━━━━━ Supplied data ━━━━━

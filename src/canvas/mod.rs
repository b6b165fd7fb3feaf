//! Canvas collaborator: the remote board that frames, notes and connectors
//! are created on.
//!
//! DESIGN
//! ======
//! [`CanvasClient`] is the only seam between the plan and the network. Each
//! call creates one item and returns the id the canvas assigned to it; ids are
//! opaque strings. [`miro::MiroClient`] talks to a Miro-style REST API and
//! [`memory::MemoryCanvas`] records requests in process for tests and dry
//! runs.
//!
//! Geometry in the request types is in canvas pixels. Frame coordinates are
//! the top-left corner on the board; note coordinates are the note center,
//! relative to the parent frame's top-left corner.

pub mod memory;
pub mod miro;

use serde::Serialize;

use crate::error::ErrorCode;

pub use memory::{MemoryCanvas, Recorded};
pub use miro::MiroClient;

// =============================================================================
// ERROR TYPE
// =============================================================================

#[derive(Debug, Clone, PartialEq, Eq, thiserror::Error)]
pub enum CanvasError {
    /// The HTTP request could not be sent or its body not read.
    #[error("canvas request failed: {0}")]
    ApiRequest(String),

    /// The canvas returned a non-success HTTP status.
    #[error("canvas response error: status {status}")]
    ApiResponse { status: u16, body: String },

    /// The canvas response body could not be deserialized.
    #[error("canvas response parse failed: {0}")]
    ApiParse(String),

    /// Still rate limited after exhausting retries.
    #[error("canvas rate limited after {attempts} attempts")]
    RateLimited { attempts: u32 },

    /// The underlying HTTP client could not be constructed.
    #[error("HTTP client build failed: {0}")]
    HttpClientBuild(String),

    /// The in-memory canvas was told to reject this call.
    #[error("canvas rejected {kind} request")]
    Rejected { kind: &'static str },
}

impl ErrorCode for CanvasError {
    fn error_code(&self) -> &'static str {
        match self {
            Self::ApiRequest(_) => "E_CANVAS_REQUEST",
            Self::ApiResponse { .. } => "E_CANVAS_RESPONSE",
            Self::ApiParse(_) => "E_CANVAS_PARSE",
            Self::RateLimited { .. } => "E_CANVAS_RATE_LIMITED",
            Self::HttpClientBuild(_) => "E_HTTP_CLIENT_BUILD",
            Self::Rejected { .. } => "E_CANVAS_REJECTED",
        }
    }

    fn retryable(&self) -> bool {
        matches!(
            self,
            Self::ApiRequest(_) | Self::RateLimited { .. } | Self::ApiResponse { status: 429 | 500..=599, .. }
        )
    }
}

// =============================================================================
// REQUESTS
// =============================================================================

#[derive(Debug, Clone, PartialEq, Serialize)]
pub struct NewFrame {
    pub title: String,
    /// Fill as `#rrggbb`.
    pub fill_hex: String,
    pub x: f64,
    pub y: f64,
    pub width: f64,
    pub height: f64,
}

#[derive(Debug, Clone, PartialEq, Serialize)]
pub struct NewNote {
    pub parent_id: String,
    pub text: String,
    /// Sticky-note color name (`red`, `light_blue`, ...).
    pub color: String,
    pub x: f64,
    pub y: f64,
    pub width: f64,
}

#[derive(Debug, Clone, PartialEq, Eq, Serialize)]
pub struct NewConnector {
    pub start_id: String,
    pub end_id: String,
    /// Stroke as `#rrggbb`.
    pub stroke_hex: String,
}

// =============================================================================
// CLIENT TRAIT
// =============================================================================

/// Creates items on a board. Implementations must be safe to call
/// concurrently.
#[async_trait::async_trait]
pub trait CanvasClient: Send + Sync {
    async fn create_frame(&self, board_id: &str, frame: &NewFrame) -> Result<String, CanvasError>;

    async fn create_note(&self, board_id: &str, note: &NewNote) -> Result<String, CanvasError>;

    async fn create_connector(&self, board_id: &str, connector: &NewConnector) -> Result<String, CanvasError>;
}

#[cfg(test)]
#[path = "mod_test.rs"]
mod tests;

━━━━━

▶ _Exercise goal_:
The full listing above should be restated word for word.

▶ _Response area_:
filename src/canvas/mod.rs
repository b6b165fd7fb3feaf
//! Canvas collaborator: the remote board that frames, notes and connectors
//! are created on.
//!
//! DESIGN
//! ======
//! [`CanvasClient`] is the only seam between the plan and the network. Each
//! call creates one item and returns the id the canvas assigned to it; ids are
//! opaque strings. [`miro::MiroClient`] talks to a Miro-style REST API and
//! [`memory::MemoryCanvas`] records requests in process for tests and dry
//! runs.
//!
//! Geometry in the request types is in canvas pixels. Frame coordinates are
//! the top-left corner on the board; note coordinates are the note center,
//! relative to the parent frame's top-left corner.

pub mod memory;
pub mod miro;

use serde::Serialize;

use crate::error::ErrorCode;

pub use memory::{MemoryCanvas, Recorded};
pub use miro::MiroClient;

// =============================================================================
// ERROR TYPE
// =============================================================================

#[derive(Debug, Clone, PartialEq, Eq, thiserror::Error)]
pub enum CanvasError {
    /// The HTTP request could not be sent or its body not read.
    #[error("canvas request failed: {0}")]
    ApiRequest(String),

    /// The canvas returned a non-success HTTP status.
    #[error("canvas response error: status {status}")]
    ApiResponse { status: u16, body: String },

    /// The canvas response body could not be deserialized.
    #[error("canvas response parse failed: {0}")]
    ApiParse(String),

    /// Still rate limited after exhausting retries.
    #[error("canvas rate limited after {attempts} attempts")]
    RateLimited { attempts: u32 },

    /// The underlying HTTP client could not be constructed.
    #[error("HTTP client build failed: {0}")]
    HttpClientBuild(String),

    /// The in-memory canvas was told to reject this call.
    #[error("canvas rejected {kind} request")]
    Rejected { kind: &'static str },
}

impl ErrorCode for CanvasError {
    fn error_code(&self) -> &'static str {
        match self {
            Self::ApiRequest(_) => "E_CANVAS_REQUEST",
            Self::ApiResponse { .. } => "E_CANVAS_RESPONSE",
            Self::ApiParse(_) => "E_CANVAS_PARSE",
            Self::RateLimited { .. } => "E_CANVAS_RATE_LIMITED",
            Self::HttpClientBuild(_) => "E_HTTP_CLIENT_BUILD",
            Self::Rejected { .. } => "E_CANVAS_REJECTED",
        }
    }

    fn retryable(&self) -> bool {
        matches!(
            self,
            Self::ApiRequest(_) | Self::RateLimited { .. } | Self::ApiResponse { status: 429 | 500..=599, .. }
        )
    }
}

// =============================================================================
// REQUESTS
// =============================================================================

#[derive(Debug, Clone, PartialEq, Serialize)]
pub struct NewFrame {
    pub title: String,
    /// Fill as `#rrggbb`.
    pub fill_hex: String,
    pub x: f64,
    pub y: f64,
    pub width: f64,
    pub height: f64,
}

#[derive(Debug, Clone, PartialEq, Serialize)]
pub struct NewNote {
    pub parent_id: String,
    pub text: String,
    /// Sticky-note color name (`red`, `light_blue`, ...).
    pub color: String,
    pub x: f64,
    pub y: f64,
    pub width: f64,
}

#[derive(Debug, Clone, PartialEq, Eq, Serialize)]
pub struct NewConnector {
    pub start_id: String,
    pub end_id: String,
    /// Stroke as `#rrggbb`.
    pub stroke_hex: String,
}

// =============================================================================
// CLIENT TRAIT
// =============================================================================

/// Creates items on a board. Implementations must be safe to call
/// concurrently.
#[async_trait::async_trait]
pub trait CanvasClient: Send + Sync {
    async fn create_frame(&self, board_id: &str, frame: &NewFrame) -> Result<String, CanvasError>;

    async fn create_note(&self, board_id: &str, note: &NewNote) -> Result<String, CanvasError>;

    async fn create_connector(&self, board_id: &str, connector: &NewConnector) -> Result<String, CanvasError>;
}

#[cfg(test)]
#[path = "mod_test.rs"]
mod tests;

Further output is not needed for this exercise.